Whenever the string "word" turns up in a line of the data below, copy that line.
*** Opening Exercise input ***
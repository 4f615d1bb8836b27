//! Keccak-256 helpers
//!
//! Every content address, salt, storage slot and event topic in the workspace
//! goes through these two functions.

use ethereum_types::{Address, H256};
use sha3::{Digest, Keccak256};

/// Keccak-256 of arbitrary bytes
pub fn keccak256(data: impl AsRef<[u8]>) -> H256 {
    H256::from_slice(&Keccak256::digest(data.as_ref()))
}

/// Lowest 160 bits of a 256-bit word, as an address
pub fn low160(word: H256) -> Address {
    Address::from_slice(&word.as_bytes()[12..])
}

#[cfg(test)]
mod tests {
    use super::*;

    #[test]
    fn test_keccak_empty_input() {
        // keccak256("") is a well known constant
        assert_eq!(
            hex::encode(keccak256(b"")),
            "c5d2460186f7233c927e7db2dcc703c0e500b653ca82273b7bfad8045d85a470"
        );
    }

    #[test]
    fn test_low160_takes_trailing_bytes() {
        let mut word = [0u8; 32];
        word[12..].copy_from_slice(&[0xab; 20]);
        word[0] = 0xff;
        assert_eq!(low160(H256(word)), Address::repeat_byte(0xab));
    }
}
*** Closing Exercise input ***
→ **Problem solution**:
/// Lowest 160 bits of a 256-bit word, as an address
pub fn low160(word: H256) -> Address {
    Address::from_slice(&word.as_bytes()[12..])
        let mut word = [0u8; 32];
        word[12..].copy_from_slice(&[0xab; 20]);
        word[0] = 0xff;
        assert_eq!(low160(H256(word)), Address::repeat_byte(0xab));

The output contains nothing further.